Similarly, writing ${\psi}(x)$ for a polynomial of order $q$, \[{\psi}(x) = 1+{\psi}_1 x +{\psi}_2 x^2 + \dots +{\psi}_q x^q,\] the MA(q) equation M3 is equivalent to

[M3$^\prime$] ${\quad\quad\quad}Y_n = {\psi}(B) \epsilon_n$.
Additionally, if $g(x)$ is a function defined by the Taylor series expansion \[g(x)= g_0 + g_1 x + g_2 x^2 + g_3 x^3 + g_4 x^4 + \dots,\] we can write the stationary causal linear process equation [M7] as

[M7$^\prime$] ${\quad\quad\quad}Y_n = \mu + g(B)\epsilon_n$.
Whatever skills you have acquired, or acquire during this course, about working with Taylor series expansions will help you understand AR and MA models, and ARMA models that combine both autoregressive and moving average features.

4.3 The general ARMA model

Putting together M1 and M3 suggests an autoregressive moving average ARMA(p,q) model given by

[M9] ${\quad\quad\quad}Y_n = {\phi}_1 Y_{n-1}+{\phi}_2Y_{n-2}+\dots+{\phi}_pY_{n-p} + \epsilon_n +{\psi}_1 \epsilon_{n-1} +\dots+{\psi}_q\epsilon_{n-q}$,

where $\{\epsilon_n\}$ is a white noise process.

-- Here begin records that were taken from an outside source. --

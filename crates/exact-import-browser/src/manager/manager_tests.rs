use std::path::Path;

use super::*;
use exact_import_config::{BrowserConfig, TimingsConfig};
use exact_import_core::PageError;

fn free_port() -> u16 {
    let listener = std::net::TcpListener::bind("127.0.0.1:0").unwrap();
    listener.local_addr().unwrap().port()
}

#[test]
fn test_config_from_settings() {
    let browser = BrowserConfig {
        debug_port: 9333,
        headless: true,
        chrome_path: Some("/opt/chrome/chrome".into()),
    };
    let config = BrowserManagerConfig::from_config(&browser, &TimingsConfig::default(), Path::new("/tmp/run/user_data"));

    assert_eq!(config.debug_port, 9333);
    assert!(config.headless);
    assert_eq!(config.profile_dir, Path::new("/tmp/run/user_data"));
    assert_eq!(config.call_timeout, TimingsConfig::default().navigation_timeout());
    assert_eq!(config.endpoint(), "http://127.0.0.1:9333");
}

#[test]
fn test_launch_args() {
    let mut config = BrowserManagerConfig::new("/tmp/profile");
    let args = config.launch_args();
    assert_eq!(args[0], "--remote-debugging-port=9222");
    assert_eq!(args[1], "--user-data-dir=/tmp/profile");
    assert!(args.contains(&"--no-first-run".to_string()));
    assert!(!args.iter().any(|a| a.starts_with("--headless")));

    config.headless = true;
    assert_eq!(config.launch_args().last().unwrap(), "--headless=new");
}

#[test]
fn test_browser_error_display() {
    let err = BrowserError::LaunchFailed("permission denied".to_string());
    assert_eq!(err.to_string(), "Failed to launch Chrome: permission denied");

    let err = BrowserError::from(crate::cdp::CdpError::SessionClosed);
    assert_eq!(err.to_string(), "Session closed");
}

#[test]
fn test_browser_error_to_page_error() {
    assert!(PageError::from(BrowserError::NotConnected).is_transport());
    assert!(PageError::from(BrowserError::Cdp(crate::cdp::CdpError::Timeout("x".into()))).is_transport());
    assert!(!PageError::from(BrowserError::ChromeNotFound).is_transport());
}

#[tokio::test]
async fn test_close_without_connect() {
    let manager = BrowserManager::new(BrowserManagerConfig::new("/tmp/profile"));
    assert!(manager.close().await.is_ok());
    assert!(manager.shutdown_chrome().await.is_ok());
    assert_eq!(manager.page_count().await, 0);
}

#[tokio::test]
async fn test_launch_with_missing_binary_fails() {
    let temp = tempfile::TempDir::new().unwrap();
    let mut config = BrowserManagerConfig::new(temp.path().join("profile"));
    config.debug_port = free_port();
    config.chrome_path = Some(temp.path().join("no-such-chrome"));
    let manager = BrowserManager::new(config);

    let err = manager.connect().await.unwrap_err();

    assert!(matches!(err, BrowserError::LaunchFailed(_)));
    assert!(temp.path().join("profile").exists());
}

Using the backshift operator, we can write this more succinctly as

[M9$^\prime$] ${\quad\quad\quad}{\phi}(B) Y_n = {\psi}(B) \epsilon_n$.
Experience with data analysis suggests that models with both AR and MA components often fit data better than a pure AR or MA process.
The general stationanary ARMA(p,q) also has a mean $\mu$ so we get

[M9$^{\prime\prime}$] ${\quad\quad\quad}{\phi}(B) (Y_n-\mu) = {\psi}(B) \epsilon_n$.

4.3.1 Exercise: Carry out the following steps to obtain the MA($\infty$) representation and the autocovariance function of the ARMA(1,1) model,

\[ Y_n = {\phi}Y_{n-1} + \epsilon_n + {\psi}\epsilon_{n-1}.\]

Formally, we can write \[ (1-{\phi}B)Y_n = (1+{\psi}B)\epsilon_n,\] which algebraically is equivalent to \[Y_n = \left(\frac{1+{\psi}B}{1-{\phi}B}\right)\epsilon_n.\] We write this as \[Y_n = g(B) \epsilon_n,\] where \[ g(x) = \left(\frac{1+{\psi}x}{1-{\phi}x}\right).\] To make sense of $g(B)$ we need to work out the Taylor series expansion, \[g(x) = g_0 + g_1 x + g_2 x^2 + g_3 x^3 + \dots\] Do this either by hand or using your favorite math software.
From 1. we can get the MA($\infty$) representation. Then, we can apply the general formula for the autocovariance function of an MA($\infty$) process.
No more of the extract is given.